-- Data shown follows --

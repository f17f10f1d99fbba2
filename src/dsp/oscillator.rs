use std::f32::consts::TAU;

/// Phase-accumulating sine oscillator.
///
/// Used as the shared low-frequency modulator. Output is bipolar in [-1, 1].
pub struct Oscillator {
    frequency: f32,
    // Normalised phase in [0, 1)
    phase: f32,
}

impl Oscillator {
    pub fn sine(frequency: f32) -> Self {
        Self {
            frequency,
            phase: 0.0,
        }
    }

    pub fn frequency(&self) -> f32 {
        self.frequency
    }

    pub fn set_frequency(&mut self, frequency: f32) {
        self.frequency = frequency;
    }

    pub fn reset(&mut self) {
        self.phase = 0.0;
    }

    #[inline]
    pub fn next_sample(&mut self, sample_rate: f32) -> f32 {
        let out = (TAU * self.phase).sin();
        self.phase += self.frequency / sample_rate;
        self.phase -= self.phase.floor();
        out
    }

    pub fn render(&mut self, out: &mut [f32], sample_rate: f32) {
        for sample in out.iter_mut() {
            *sample = self.next_sample(sample_rate);
        }
    }
}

-- Data shown concluded --

Work instructions:
Line by line, retype the records with no changes.

Reply to the exercise:
repository f17f10f1d99fbba2
filename src/dsp/oscillator.rs
use std::f32::consts::TAU;

/// Phase-accumulating sine oscillator.
///
/// Used as the shared low-frequency modulator. Output is bipolar in [-1, 1].
pub struct Oscillator {
    frequency: f32,
    // Normalised phase in [0, 1)
    phase: f32,
}

impl Oscillator {
    pub fn sine(frequency: f32) -> Self {
        Self {
            frequency,
            phase: 0.0,
        }
    }

    pub fn frequency(&self) -> f32 {
        self.frequency
    }

    pub fn set_frequency(&mut self, frequency: f32) {
        self.frequency = frequency;
    }

    pub fn reset(&mut self) {
        self.phase = 0.0;
    }

    #[inline]
    pub fn next_sample(&mut self, sample_rate: f32) -> f32 {
        let out = (TAU * self.phase).sin();
        self.phase += self.frequency / sample_rate;
        self.phase -= self.phase.floor();
        out
    }

    pub fn render(&mut self, out: &mut [f32], sample_rate: f32) {
        for sample in out.iter_mut() {
            *sample = self.next_sample(sample_rate);
        }
    }
}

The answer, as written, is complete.